“Chaos” in Middle Eastern Thought, Society, and History

AHA Session 95
Friday, January 8, 2016: 10:30 AM-12:00 PM
Crystal Ballroom A (Hilton Atlanta, First Floor)
Mohamad Tavakoli-Targhi, University of Toronto
The Audience

Session Abstract

In explaining the notion of 'chaos' in the context of the Middle East today, recourse is often made to the repercussions of state failure, such as civil war, infrastructural shortfalls, illegal human movements and displacements, the interruption of the quotidian, black market expansion, and the like. Through global consensus, the reassertion of state power, and the penetration of capitalist linkages, this chaos can be reversed, according to many commentators. Another popular use of the term is evident in sweeping observations of Middle Eastern society and life. From the uncoordinated street movements of the major metropolises to the unpredictable lag in bureaucratic response, it is thought that chaos permeates the social order, as opposed to the charming and eloquent orderliness of European and North American existence.

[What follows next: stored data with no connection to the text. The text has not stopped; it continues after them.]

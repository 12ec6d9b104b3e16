use super::IssueTracker;
use crate::domain::error::{AppError, Result};
use crate::domain::issue::{is_issue_key, AttachmentMeta, IssueRecord};
use crate::infrastructure::config::JiraSettings;
use async_trait::async_trait;
use reqwest::{RequestBuilder, StatusCode};
use serde_json::Value;
use tracing::{debug, warn};
use url::Url;

const ISSUE_FIELDS: &str = "summary,description,issuetype,status,labels,parent,attachment";
const SEARCH_PAGE_SIZE: u64 = 100;

/// Jira REST (v2) client.
pub struct JiraClient {
    client: reqwest::Client,
    settings: JiraSettings,
}

impl JiraClient {
    pub fn new(settings: JiraSettings) -> Self {
        Self {
            client: crate::infrastructure::llm_clients::build_http_client(settings.timeout_secs),
            settings,
        }
    }

    fn api_url(&self, path: &str) -> Result<Url> {
        let base = if self.settings.base_url.ends_with('/') {
            self.settings.base_url.clone()
        } else {
            format!("{}/", self.settings.base_url)
        };
        Url::parse(&base)
            .and_then(|base| base.join(path))
            .map_err(|e| AppError::ConfigError(format!("Invalid Jira base URL: {}", e)))
    }

    fn authorize(&self, request: RequestBuilder) -> RequestBuilder {
        match (&self.settings.email, &self.settings.api_token) {
            (Some(email), Some(token)) if !email.trim().is_empty() => {
                request.basic_auth(email, Some(token))
            }
            (_, Some(token)) => request.bearer_auth(token),
            _ => request,
        }
    }

    async fn get_json(&self, url: Url, key: &str) -> Result<Value> {
        debug!(url = %url, "Jira request");
        let response = self
            .authorize(self.client.get(url))
            .header("Accept", "application/json")
            .send()
            .await
            .map_err(|e| AppError::TrackerError(format!("Request failed: {}", e)))?;

        match response.status() {
            StatusCode::NOT_FOUND => Err(AppError::NotFound(format!("Issue {} not found", key))),
            status if !status.is_success() => {
                let text = response.text().await.unwrap_or_default();
                Err(AppError::TrackerError(format!("API error ({}): {}", status, text)))
            }
            _ => response
                .json()
                .await
                .map_err(|e| AppError::TrackerError(format!("Failed to parse JSON: {}", e))),
        }
    }

    async fn fetch_issue_json(&self, key: &str) -> Result<Value> {
        let mut url = self.api_url(&format!("rest/api/2/issue/{}", key))?;
        url.query_pairs_mut().append_pair("fields", ISSUE_FIELDS);
        self.get_json(url, key).await
    }
}

#[async_trait]
impl IssueTracker for JiraClient {
    async fn fetch_issue(&self, key: &str) -> Result<IssueRecord> {
        let json = self.fetch_issue_json(key).await?;
        issue_from_json(&json)
    }

    async fn fetch_children(&self, epic_key: &str) -> Result<Vec<IssueRecord>> {
        let jql = children_jql(epic_key)?;
        let mut children = Vec::new();
        let mut start_at = 0u64;

        loop {
            let mut url = self.api_url("rest/api/2/search")?;
            url.query_pairs_mut()
                .append_pair("jql", &jql)
                .append_pair("fields", ISSUE_FIELDS)
                .append_pair("startAt", &start_at.to_string())
                .append_pair("maxResults", &SEARCH_PAGE_SIZE.to_string());

            let page = self.get_json(url, epic_key).await?;
            let issues = page["issues"].as_array().cloned().unwrap_or_default();
            let fetched = issues.len() as u64;
            for issue in &issues {
                match issue_from_json(issue) {
                    Ok(record) => children.push(record),
                    Err(err) => warn!(epic_key = %epic_key, error = %err, "Skipping malformed child issue"),
                }
            }

            let total = page["total"].as_u64().unwrap_or(0);
            start_at += fetched;
            if fetched == 0 || start_at >= total {
                break;
            }
        }

        debug!(epic_key = %epic_key, children = children.len(), "Fetched child issues");
        Ok(children)
    }

    async fn fetch_attachments(&self, key: &str) -> Result<Vec<AttachmentMeta>> {
        let json = self.fetch_issue_json(key).await?;
        Ok(attachments_from_json(&json))
    }

    async fn download_attachment(&self, attachment: &AttachmentMeta) -> Result<Vec<u8>> {
        let url = Url::parse(&attachment.content_url)
            .map_err(|e| AppError::TrackerError(format!("Invalid attachment URL: {}", e)))?;
        let response = self
            .authorize(self.client.get(url))
            .send()
            .await
            .map_err(|e| AppError::TrackerError(format!("Download failed: {}", e)))?;

        if response.status() == StatusCode::NOT_FOUND {
            return Err(AppError::NotFound(format!(
                "Attachment {} not found",
                attachment.filename
            )));
        }
        if !response.status().is_success() {
            return Err(AppError::TrackerError(format!(
                "Download of {} failed ({})",
                attachment.filename,
                response.status()
            )));
        }

        response
            .bytes()
            .await
            .map(|bytes| bytes.to_vec())
            .map_err(|e| AppError::TrackerError(format!("Download failed: {}", e)))
    }
}

/// Children of an epic, by parent link or legacy "Epic Link".
pub(crate) fn children_jql(epic_key: &str) -> Result<String> {
    if !is_issue_key(epic_key) {
        return Err(AppError::ValidationError(format!(
            "Invalid issue key: {}",
            epic_key
        )));
    }
    Ok(format!(
        "parent = \"{key}\" OR \"Epic Link\" = \"{key}\" ORDER BY key ASC",
        key = epic_key
    ))
}

pub(crate) fn issue_from_json(json: &Value) -> Result<IssueRecord> {
    let key = json["key"]
        .as_str()
        .ok_or_else(|| AppError::ParseError("Issue payload has no key".to_string()))?;
    let fields = &json["fields"];

    Ok(IssueRecord {
        key: key.to_string(),
        summary: fields["summary"].as_str().unwrap_or_default().to_string(),
        description: description_text(&fields["description"]),
        issue_type: fields["issuetype"]["name"]
            .as_str()
            .unwrap_or("Unknown")
            .to_string(),
        status: fields["status"]["name"].as_str().map(str::to_string),
        labels: fields["labels"]
            .as_array()
            .map(|labels| {
                labels
                    .iter()
                    .filter_map(Value::as_str)
                    .map(str::to_string)
                    .collect()
            })
            .unwrap_or_default(),
        parent_key: fields["parent"]["key"].as_str().map(str::to_string),
    })
}

pub(crate) fn attachments_from_json(json: &Value) -> Vec<AttachmentMeta> {
    json["fields"]["attachment"]
        .as_array()
        .map(|items| {
            items
                .iter()
                .filter_map(|item| {
                    Some(AttachmentMeta {
                        id: item["id"].as_str()?.to_string(),
                        filename: item["filename"].as_str()?.to_string(),
                        mime_type: item["mimeType"].as_str().map(str::to_string),
                        size: item["size"].as_u64().unwrap_or(0),
                        content_url: item["content"].as_str()?.to_string(),
                    })
                })
                .collect()
        })
        .unwrap_or_default()
}

/// v2 returns wiki text, v3 returns an Atlassian document tree.
fn description_text(value: &Value) -> Option<String> {
    let text = match value {
        Value::String(text) => text.clone(),
        Value::Object(_) => {
            let mut buffer = String::new();
            flatten_document(value, &mut buffer);
            buffer
        }
        _ => return None,
    };
    let trimmed = text.trim();
    (!trimmed.is_empty()).then(|| trimmed.to_string())
}

fn flatten_document(node: &Value, buffer: &mut String) {
    if let Some(text) = node["text"].as_str() {
        buffer.push_str(text);
    }
    if let Some(children) = node["content"].as_array() {
        for child in children {
            flatten_document(child, buffer);
        }
    }
    if matches!(
        node["type"].as_str(),
        Some("paragraph" | "heading" | "listItem" | "hardBreak")
    ) {
        buffer.push('\n');
    }
}

#[cfg(test)]
mod tests {
    use super::*;
    use serde_json::json;

    #[test]
    fn children_jql_quotes_key_and_rejects_injection() {
        assert_eq!(
            children_jql("QA-1").unwrap(),
            r#"parent = "QA-1" OR "Epic Link" = "QA-1" ORDER BY key ASC"#
        );
        let err = children_jql("QA-1 OR project = SEC").unwrap_err();
        assert!(matches!(err, AppError::ValidationError(_)));
    }

    #[test]
    fn parses_issue_fields() {
        let payload = json!({
            "key": "QA-7",
            "fields": {
                "summary": "Checkout flow",
                "description": "Users pay with card",
                "issuetype": {"name": "Story"},
                "status": {"name": "In Progress"},
                "labels": ["payments", "web"],
                "parent": {"key": "QA-1"}
            }
        });
        let issue = issue_from_json(&payload).unwrap();
        assert_eq!(issue.key, "QA-7");
        assert_eq!(issue.issue_type, "Story");
        assert_eq!(issue.status.as_deref(), Some("In Progress"));
        assert_eq!(issue.labels, vec!["payments", "web"]);
        assert_eq!(issue.parent_key.as_deref(), Some("QA-1"));
        assert_eq!(issue.description.as_deref(), Some("Users pay with card"));
    }

    #[test]
    fn flattens_document_descriptions() {
        let payload = json!({
            "key": "QA-8",
            "fields": {
                "summary": "Refunds",
                "issuetype": {"name": "Epic"},
                "description": {
                    "type": "doc",
                    "content": [
                        {"type": "paragraph", "content": [{"type": "text", "text": "Refund within 30 days"}]},
                        {"type": "paragraph", "content": [{"type": "text", "text": "Partial refunds allowed"}]}
                    ]
                }
            }
        });
        let issue = issue_from_json(&payload).unwrap();
        assert_eq!(
            issue.description.as_deref(),
            Some("Refund within 30 days\nPartial refunds allowed")
        );
        assert!(issue.labels.is_empty());
    }

    #[test]
    fn missing_key_is_parse_error() {
        let err = issue_from_json(&json!({"fields": {}})).unwrap_err();
        assert!(matches!(err, AppError::ParseError(_)));
    }

    #[test]
    fn parses_attachments_and_skips_incomplete_entries() {
        let payload = json!({
            "key": "QA-1",
            "fields": {
                "attachment": [
                    {"id": "10", "filename": "requirements.pdf", "mimeType": "application/pdf", "size": 2048,
                     "content": "https://jira.example.com/secure/attachment/10/requirements.pdf"},
                    {"id": "11", "filename": "broken.txt"}
                ]
            }
        });
        let attachments = attachments_from_json(&payload);
        assert_eq!(attachments.len(), 1);
        assert_eq!(attachments[0].filename, "requirements.pdf");
        assert_eq!(attachments[0].size, 2048);
        assert!(attachments_from_json(&json!({"fields": {}})).is_empty());
    }

    #[test]
    fn api_url_joins_base_with_or_without_slash() {
        let mut settings = JiraSettings::default();
        settings.base_url = "https://jira.example.com".to_string();
        let client = JiraClient::new(settings.clone());
        assert_eq!(
            client.api_url("rest/api/2/issue/QA-1").unwrap().as_str(),
            "https://jira.example.com/rest/api/2/issue/QA-1"
        );

        settings.base_url = "https://example.com/jira/".to_string();
        let client = JiraClient::new(settings);
        assert_eq!(
            client.api_url("rest/api/2/search").unwrap().as_str(),
            "https://example.com/jira/rest/api/2/search"
        );
    }
}
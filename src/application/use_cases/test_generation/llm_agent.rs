use super::llm_output::{parse_test_artifact, parse_verdict};
use super::prompts::{
    build_critique_system_prompt, build_critique_user_prompt, build_fix_system_prompt,
    build_fix_user_prompt, build_generation_system_prompt, build_generation_user_prompt,
};
use super::quality;
use super::{GenerationRequest, TestCaseCritic, TestCaseFixer, TestCaseGenerator};
use crate::domain::critique::{CritiqueIssue, CritiqueVerdict};
use crate::domain::error::{AppError, Result};
use crate::domain::llm_config::{CompletionOptions, LLMConfig};
use crate::domain::test_artifact::{TestArtifact, TestStep};
use crate::infrastructure::llm_clients::LLMClient;
use crate::shared::TokenCounter;
use async_trait::async_trait;
use std::sync::Arc;
use tracing::{debug, info, warn};

#[derive(Debug, Clone)]
pub struct AgentSettings {
    pub generation_max_tokens: u32,
    pub critique_max_tokens: u32,
    pub fix_max_tokens: u32,
    pub language: String,
}

impl Default for AgentSettings {
    fn default() -> Self {
        Self {
            generation_max_tokens: 6000,
            critique_max_tokens: 2000,
            fix_max_tokens: 6000,
            language: "English".to_string(),
        }
    }
}

/// Generator, critic and fixer backed by one LLM client.
///
/// Generation uses the primary model; critique and fix use the fast variant.
pub struct LlmTestAgent {
    llm_client: Arc<dyn LLMClient + Send + Sync>,
    config: LLMConfig,
    settings: AgentSettings,
}

impl LlmTestAgent {
    pub fn new(
        llm_client: Arc<dyn LLMClient + Send + Sync>,
        config: LLMConfig,
        settings: AgentSettings,
    ) -> Self {
        Self {
            llm_client,
            config,
            settings,
        }
    }

    async fn complete(
        &self,
        stage: &'static str,
        system: &str,
        user: &str,
        options: CompletionOptions,
    ) -> Result<String> {
        debug!(
            stage,
            model = %self.config.model_for(options.variant),
            prompt_tokens = TokenCounter::estimate_prompt_tokens(system, user),
            "LLM request"
        );
        self.llm_client
            .complete_structured(&self.config, system, user, &options)
            .await
    }
}

#[async_trait]
impl TestCaseGenerator for LlmTestAgent {
    async fn generate(&self, request: &GenerationRequest) -> Result<TestArtifact> {
        let system = build_generation_system_prompt(&request.language);
        let user = build_generation_user_prompt(request);
        let raw = self
            .complete(
                "generate",
                &system,
                &user,
                CompletionOptions::primary(Some(self.settings.generation_max_tokens)),
            )
            .await?;
        let artifact = parse_test_artifact(&raw, None)?;
        info!(
            epic_key = %request.epic_key,
            requirements = artifact.requirements.len(),
            test_cases = artifact.test_cases.len(),
            "Generated test artifact"
        );
        Ok(artifact)
    }
}

#[async_trait]
impl TestCaseCritic for LlmTestAgent {
    async fn critique(&self, summary: &str, artifact: &TestArtifact) -> Result<CritiqueVerdict> {
        let local = quality::inspect(artifact);
        let system = build_critique_system_prompt();
        let user = build_critique_user_prompt(summary, artifact, &local);
        let raw = self
            .complete(
                "critique",
                &system,
                &user,
                CompletionOptions::fast(Some(self.settings.critique_max_tokens)),
            )
            .await?;
        let verdict = parse_verdict(&raw)?;
        Ok(merge_local_findings(verdict, local.issues))
    }
}

#[async_trait]
impl TestCaseFixer for LlmTestAgent {
    async fn fix(&self, artifact: &TestArtifact, verdict: &CritiqueVerdict) -> Result<TestArtifact> {
        let system = build_fix_system_prompt(&self.settings.language);
        let user = build_fix_user_prompt(artifact, verdict);
        let raw = self
            .complete(
                "fix",
                &system,
                &user,
                CompletionOptions::fast(Some(self.settings.fix_max_tokens)),
            )
            .await?;
        let revised = parse_test_artifact(&raw, Some(&artifact.requirements))?;
        repair_orphan_steps(revised)
    }
}

/// Local findings are authoritative: any of them rejects the artifact.
pub(crate) fn merge_local_findings(
    mut verdict: CritiqueVerdict,
    local: Vec<CritiqueIssue>,
) -> CritiqueVerdict {
    if local.is_empty() {
        return verdict;
    }
    if verdict.approved {
        warn!(
            local_issues = local.len(),
            "Model approved an artifact that fails structural checks"
        );
    }
    verdict.approved = false;
    for issue in local {
        let duplicate = verdict.issues_found.iter().any(|existing| {
            existing.category == issue.category
                && existing.requirement_id == issue.requirement_id
                && existing.test_case_title == issue.test_case_title
        });
        if !duplicate {
            verdict.issues_found.push(issue);
        }
    }
    verdict
}

/// Fold every action that lacks an expected result into the following step.
/// A case whose last step is still unpaired cannot be repaired.
pub(crate) fn repair_orphan_steps(mut artifact: TestArtifact) -> Result<TestArtifact> {
    for case in &mut artifact.test_cases {
        let mut repaired = Vec::with_capacity(case.steps.len());
        let mut pending: Option<String> = None;
        for step in case.steps.drain(..) {
            let action = match pending.take() {
                Some(prefix) => format!("{}; {}", prefix, step.action.trim()),
                None => step.action.trim().to_string(),
            };
            if step.is_orphan() {
                pending = Some(action);
            } else {
                repaired.push(TestStep {
                    action,
                    expected: step.expected,
                });
            }
        }
        if pending.is_some() {
            return Err(AppError::ParseError(format!(
                "Fixed test case '{}' ends with an action without expected result",
                case.title
            )));
        }
        case.steps = repaired;
    }
    Ok(artifact)
}
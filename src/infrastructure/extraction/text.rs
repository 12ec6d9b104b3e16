/// Decode text-like attachments, replacing invalid UTF-8 and dropping a BOM.
pub(super) fn extract(bytes: &[u8]) -> String {
    let decoded = String::from_utf8_lossy(bytes);
    decoded.trim_start_matches('\u{feff}').to_string()
}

The purpose of this panel is to repudiate the normative monopolization of the notion of 'chaos' by exploring its subterranean life in the contexts of Middle Eastern thought, society and history. It envisions the potential for different methodologies to divulge the chaotic in unsuspecting domains of inquiry connected to the very experiential heart of Middle Eastern identity as exteriority. The papers are both topically and temporally diverse, reflecting the fluidity and diversity of the chaotic.

The first paper, "Chahar Khvan-i Tiknuluzhi: From Autonomous Mechanical Organism to Divine Instrument of the State," explores the connection between chaos, technology and Iranian demonology during the early-twentieth century. By analyzing technology under the shadow of a chaotic demonism, this exposition seeks to redefine the status of technology within this period as not being exclusively tied to the theory of modernization, scientific rationality, importation strategies, and utility, but rather as an integral site of demonic transformation. The second paper, "The Maniac, the Fatalist: Chaotic Emanations of Middle Eastern Thought," undertakes a creative mapping of “manic” and “fatalistic” trends in the recent evolution of Middle Eastern literature and philosophy, deciphering the particularized gestures of various authors from the region as they embark upon a little-known history of chaotic writing. The works of Nazim Hikmet, Mahmoud Darwish, Amal al-Jubouri, and Ahmad Shamlu provide insight into the outsider compulsion, the deceptive architecture of thought that one must build around one’s own self-image in order to transform into a deviant or threatening grain of sand. The third and final paper of the panel, "'Deviance' Wears Adidas: When Iran's Government Morality Meets PLWH (People Living With HIV/AIDS)," focuses on a select group of ordinary Iranian women in Tehran living with HIV whose stories relay crucial information not only on the medical, social, and public health interventions available, but also expose clashing values on spousal intimacy, femininity, and moreover, sexuality. Based on extensive ethnographic fieldwork, the paper examines the narratives of a unique group of women who illuminate the chaotic processes of negotiation as well as how to effectively manage desires of motherhood, respectability and health in an Islamic republic.